» **TASK ITEM**
Please repeat only the stretch of records running from the first line through the line that contains "the device country.".
——
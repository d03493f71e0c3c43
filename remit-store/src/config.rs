//! Configuration management.
//!
//! The gateway location and client tuning knobs are resolved once at
//! startup: file values first, then environment overrides.

use crate::error::StoreError;
use serde::{Deserialize, Serialize};
use std::path::{Path, PathBuf};
use std::time::Duration;
use tracing::{debug, info};

use crate::persistence::{default_config_path, write_atomic};

/// Environment variable overriding the gateway URL.
pub const GATEWAY_URL_ENV: &str = "REMIT_GATEWAY_URL";

/// Where the access token is kept.
#[derive(Debug, Clone, Copy, PartialEq, Eq, Serialize, Deserialize, Default)]
#[serde(rename_all = "snake_case")]
pub enum TokenBackend {
    /// In the JSON storage file next to the profile.
    #[default]
    File,
    /// In the system keychain.
    Keychain,
}

/// Application configuration.
#[derive(Debug, Clone, PartialEq, Serialize, Deserialize)]
#[serde(default)]
pub struct Config {
    /// Gateway root, without the API prefix.
    pub gateway_url: String,
    /// API version prefix appended to the gateway root.
    pub api_prefix: String,
    /// Delay before the single transport retry, in milliseconds.
    pub retry_backoff_ms: u64,
    /// Per-request timeout in seconds.
    pub request_timeout_secs: u64,
    /// Name of the cookie carrying the CSRF token.
    pub csrf_cookie: String,
    /// IP geolocation endpoint used for the device country.
    pub geolocation_url: String,
    /// Where the access token is stored.
    pub token_backend: TokenBackend,
}

impl Default for Config {
    fn default() -> Self {
        Self {
            gateway_url: "http://localhost:8000".to_string(),
            api_prefix: "/api/v1".to_string(),
            retry_backoff_ms: 1000,
            request_timeout_secs: 30,
            csrf_cookie: "csrf_token".to_string(),
            geolocation_url: "https://ipapi.co/json/".to_string(),
            token_backend: TokenBackend::File,
        }
    }
}

impl Config {
    /// Returns the default configuration file path.
    pub fn default_path() -> PathBuf {
        default_config_path()
    }

    /// Loads configuration from the default path and applies environment
    /// overrides.
    pub fn load() -> Result<Self, StoreError> {
        Ok(Self::load_from(&Self::default_path())?.with_env_overrides())
    }

    /// Loads configuration from a specific path.
    pub fn load_from(path: &Path) -> Result<Self, StoreError> {
        if !path.exists() {
            debug!(path = %path.display(), "Config file not found, using defaults");
            return Ok(Self::default());
        }

        let content = std::fs::read_to_string(path)?;
        let config: Config = serde_json::from_str(&content)?;

        info!(path = %path.display(), "Loaded configuration");
        Ok(config)
    }

    /// Applies environment overrides.
    #[must_use]
    pub fn with_env_overrides(mut self) -> Self {
        if let Some(url) = std::env::var(GATEWAY_URL_ENV)
            .ok()
            .filter(|u| !u.trim().is_empty())
        {
            debug!(gateway_url = %url, "Gateway URL overridden from environment");
            self.gateway_url = url;
        }
        self
    }

    /// Saves configuration to the default path.
    pub fn save(&self) -> Result<(), StoreError> {
        self.save_to(&Self::default_path())
    }

    /// Saves configuration to a specific path.
    pub fn save_to(&self, path: &Path) -> Result<(), StoreError> {
        let content = serde_json::to_string_pretty(self)?;
        write_atomic(path, &content)?;

        info!(path = %path.display(), "Saved configuration");
        Ok(())
    }

    /// Sets a field from its key.
    ///
    /// # Errors
    ///
    /// Returns [`StoreError::Config`] for unknown keys or unparsable values.
    pub fn set(&mut self, key: &str, value: &str) -> Result<(), StoreError> {
        let parse_u64 = |v: &str| {
            v.parse::<u64>()
                .map_err(|e| StoreError::Config(format!("{key}: {e}")))
        };

        match key {
            "gateway_url" => self.gateway_url = value.trim_end_matches('/').to_string(),
            "api_prefix" => self.api_prefix = value.to_string(),
            "retry_backoff_ms" => self.retry_backoff_ms = parse_u64(value)?,
            "request_timeout_secs" => self.request_timeout_secs = parse_u64(value)?,
            "csrf_cookie" => self.csrf_cookie = value.to_string(),
            "geolocation_url" => self.geolocation_url = value.to_string(),
            "token_backend" => {
                self.token_backend = match value {
                    "file" => TokenBackend::File,
                    "keychain" => TokenBackend::Keychain,
                    other => {
                        return Err(StoreError::Config(format!("unknown token backend: {other}")));
                    }
                };
            }
            other => return Err(StoreError::Config(format!("unknown config key: {other}"))),
        }
        Ok(())
    }

    /// Returns the retry backoff.
    pub fn retry_backoff(&self) -> Duration {
        Duration::from_millis(self.retry_backoff_ms)
    }

    /// Returns the request timeout.
    pub fn request_timeout(&self) -> Duration {
        Duration::from_secs(self.request_timeout_secs)
    }
}

// ============================================================================
// Tests
// ============================================================================

#[cfg(test)]
mod tests {
    use super::*;
    use tempfile::TempDir;

    #[test]
    fn test_missing_file_uses_defaults() {
        let config = Config::load_from(Path::new("/nonexistent/remit/config.json")).unwrap();
        assert_eq!(config, Config::default());
        assert_eq!(config.retry_backoff(), Duration::from_secs(1));
    }

    #[test]
    fn test_partial_file_fills_defaults() {
        let temp_dir = TempDir::new().unwrap();
        let path = temp_dir.path().join("config.json");
        std::fs::write(&path, r#"{"gateway_url":"https://gw.example.com","token_backend":"keychain"}"#)
            .unwrap();

        let config = Config::load_from(&path).unwrap();
        assert_eq!(config.gateway_url, "https://gw.example.com");
        assert_eq!(config.token_backend, TokenBackend::Keychain);
        assert_eq!(config.api_prefix, "/api/v1");
    }

    #[test]
    fn test_save_and_reload() {
        let temp_dir = TempDir::new().unwrap();
        let path = temp_dir.path().join("config.json");

        let mut config = Config::default();
        config.set("gateway_url", "https://gw.example.com/").unwrap();
        config.set("retry_backoff_ms", "250").unwrap();
        config.save_to(&path).unwrap();

        let loaded = Config::load_from(&path).unwrap();
        assert_eq!(loaded.gateway_url, "https://gw.example.com");
        assert_eq!(loaded.retry_backoff(), Duration::from_millis(250));
    }

    #[test]
    fn test_set_rejects_bad_input() {
        let mut config = Config::default();
        assert!(config.set("retry_backoff_ms", "soon").is_err());
        assert!(config.set("token_backend", "vault").is_err());
        assert!(config.set("colour", "blue").is_err());
        assert!(config.set("log_level", "debug").is_err());
    }
}
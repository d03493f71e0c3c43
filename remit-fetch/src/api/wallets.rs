//! `/wallets` endpoints.

use remit_core::{DepositRequest, Wallet, WalletLookup};

use super::{segment, with_query};
use crate::client::ApiClient;
use crate::error::ApiError;
use crate::request::RequestOptions;

/// Wallet endpoints.
#[derive(Debug, Clone, Copy)]
pub struct WalletsApi<'a> {
    client: &'a ApiClient,
}

impl<'a> WalletsApi<'a> {
    pub(crate) fn new(client: &'a ApiClient) -> Self {
        Self { client }
    }

    /// `GET /wallets`.
    pub async fn list(&self) -> Result<Vec<Wallet>, ApiError> {
        self.client
            .request("/wallets", RequestOptions::get())
            .await?
            .decode_list("wallets")
    }

    /// `GET /wallets/{id}`.
    pub async fn get(&self, id: &str) -> Result<Wallet, ApiError> {
        self.client.get_json(&format!("/wallets/{}", segment(id))).await
    }

    /// `POST /wallets/{id}/deposit`.
    pub async fn deposit(&self, id: &str, request: &DepositRequest) -> Result<Wallet, ApiError> {
        self.client
            .post_json(&format!("/wallets/{}/deposit", segment(id)), request)
            .await
    }

    /// `GET /wallets/lookup?address=`.
    pub async fn lookup(&self, address: &str) -> Result<WalletLookup, ApiError> {
        self.client
            .get_json(&with_query("/wallets/lookup", &[("address", Some(address))]))
            .await
    }

    /// `GET /wallets/search?q=`.
    pub async fn search(&self, query: &str) -> Result<Vec<WalletLookup>, ApiError> {
        self.client
            .request(
                &with_query("/wallets/search", &[("q", Some(query))]),
                RequestOptions::get(),
            )
            .await?
            .decode_list("results")
    }
}
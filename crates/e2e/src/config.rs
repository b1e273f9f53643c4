//! Suite configuration

use serde::{Deserialize, Serialize};
use std::path::{Path, PathBuf};
use std::time::Duration;

use crate::error::{E2eError, E2eResult};
use crate::server::AppServerConfig;

/// Top-level configuration, loadable from YAML.
#[derive(Debug, Clone, Serialize, Deserialize)]
#[serde(default)]
pub struct SuiteConfig {
    /// Base URL of the application under test
    pub base_url: String,

    /// Browser engine used by the Playwright bridge
    pub browser: BrowserKind,

    /// Run the browser without a window
    pub headless: bool,

    /// Viewport size for the browser
    pub viewport: Viewport,

    /// How long queries and assertions retry before failing
    pub command_timeout_ms: u64,

    /// Delay between retries
    pub poll_interval_ms: u64,

    /// Fixed wait after changing a table filter
    pub filter_settle_ms: u64,

    /// Output directory for results
    pub output_dir: PathBuf,

    /// How to start the application under test (None = already running)
    pub app: Option<AppServerConfig>,
}

impl Default for SuiteConfig {
    fn default() -> Self {
        Self {
            base_url: "http://localhost:4200".to_string(),
            browser: BrowserKind::Chromium,
            headless: true,
            viewport: Viewport::default(),
            command_timeout_ms: 4000,
            poll_interval_ms: 50,
            filter_settle_ms: 1000,
            output_dir: PathBuf::from("test-results"),
            app: None,
        }
    }
}

#[derive(Debug, Clone, Copy, PartialEq, Eq, Serialize, Deserialize)]
pub struct Viewport {
    pub width: u32,
    pub height: u32,
}

impl Default for Viewport {
    fn default() -> Self {
        Viewport {
            width: 1920,
            height: 1080,
        }
    }
}

#[derive(Debug, Clone, Copy, Default, PartialEq, Eq, Serialize, Deserialize)]
#[serde(rename_all = "snake_case")]
pub enum BrowserKind {
    #[default]
    Chromium,
    Firefox,
    Webkit,
}

impl BrowserKind {
    pub fn as_str(&self) -> &'static str {
        match self {
            BrowserKind::Chromium => "chromium",
            BrowserKind::Firefox => "firefox",
            BrowserKind::Webkit => "webkit",
        }
    }
}

impl std::str::FromStr for BrowserKind {
    type Err = E2eError;

    fn from_str(s: &str) -> Result<Self, Self::Err> {
        match s.to_ascii_lowercase().as_str() {
            "chromium" | "chrome" => Ok(BrowserKind::Chromium),
            "firefox" => Ok(BrowserKind::Firefox),
            "webkit" => Ok(BrowserKind::Webkit),
            other => Err(E2eError::Config(format!("unknown browser: {}", other))),
        }
    }
}

/// Timing knobs handed to each [`crate::session::Session`].
#[derive(Debug, Clone, Copy)]
pub struct SessionConfig {
    pub command_timeout: Duration,
    pub poll_interval: Duration,
    pub filter_settle: Duration,
}

impl Default for SessionConfig {
    fn default() -> Self {
        SuiteConfig::default().session()
    }
}

impl SuiteConfig {
    /// Parse a config from a YAML string
    pub fn from_yaml(yaml: &str) -> E2eResult<Self> {
        let config: Self = serde_yaml::from_str(yaml)?;
        config.validate()?;
        Ok(config)
    }

    /// Parse a config from a YAML file
    pub fn from_file(path: &Path) -> E2eResult<Self> {
        let content = std::fs::read_to_string(path)?;
        Self::from_yaml(&content)
    }

    pub fn validate(&self) -> E2eResult<()> {
        if !(self.base_url.starts_with("http://") || self.base_url.starts_with("https://")) {
            return Err(E2eError::Config(format!(
                "base_url must be an http(s) URL, got {}",
                self.base_url
            )));
        }
        if self.poll_interval_ms == 0 {
            return Err(E2eError::Config("poll_interval_ms must be positive".into()));
        }
        if self.poll_interval_ms > self.command_timeout_ms {
            return Err(E2eError::Config(
                "poll_interval_ms must not exceed command_timeout_ms".into(),
            ));
        }
        Ok(())
    }

    pub fn session(&self) -> SessionConfig {
        SessionConfig {
            command_timeout: Duration::from_millis(self.command_timeout_ms),
            poll_interval: Duration::from_millis(self.poll_interval_ms),
            filter_settle: Duration::from_millis(self.filter_settle_ms),
        }
    }
}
——
» **EXPECTED OUTPUT**
repository d03493f71e0c3c43
filename remit-store/src/config.rs
//! Configuration management.
//!
//! The gateway location and client tuning knobs are resolved once at
//! startup: file values first, then environment overrides.

use crate::error::StoreError;
use serde::{Deserialize, Serialize};
use std::path::{Path, PathBuf};
use std::time::Duration;
use tracing::{debug, info};

use crate::persistence::{default_config_path, write_atomic};

/// Environment variable overriding the gateway URL.
pub const GATEWAY_URL_ENV: &str = "REMIT_GATEWAY_URL";

/// Where the access token is kept.
#[derive(Debug, Clone, Copy, PartialEq, Eq, Serialize, Deserialize, Default)]
#[serde(rename_all = "snake_case")]
pub enum TokenBackend {
    /// In the JSON storage file next to the profile.
    #[default]
    File,
    /// In the system keychain.
    Keychain,
}

/// Application configuration.
#[derive(Debug, Clone, PartialEq, Serialize, Deserialize)]
#[serde(default)]
pub struct Config {
    /// Gateway root, without the API prefix.
    pub gateway_url: String,
    /// API version prefix appended to the gateway root.
    pub api_prefix: String,
    /// Delay before the single transport retry, in milliseconds.
    pub retry_backoff_ms: u64,
    /// Per-request timeout in seconds.
    pub request_timeout_secs: u64,
    /// Name of the cookie carrying the CSRF token.
    pub csrf_cookie: String,
    /// IP geolocation endpoint used for the device country.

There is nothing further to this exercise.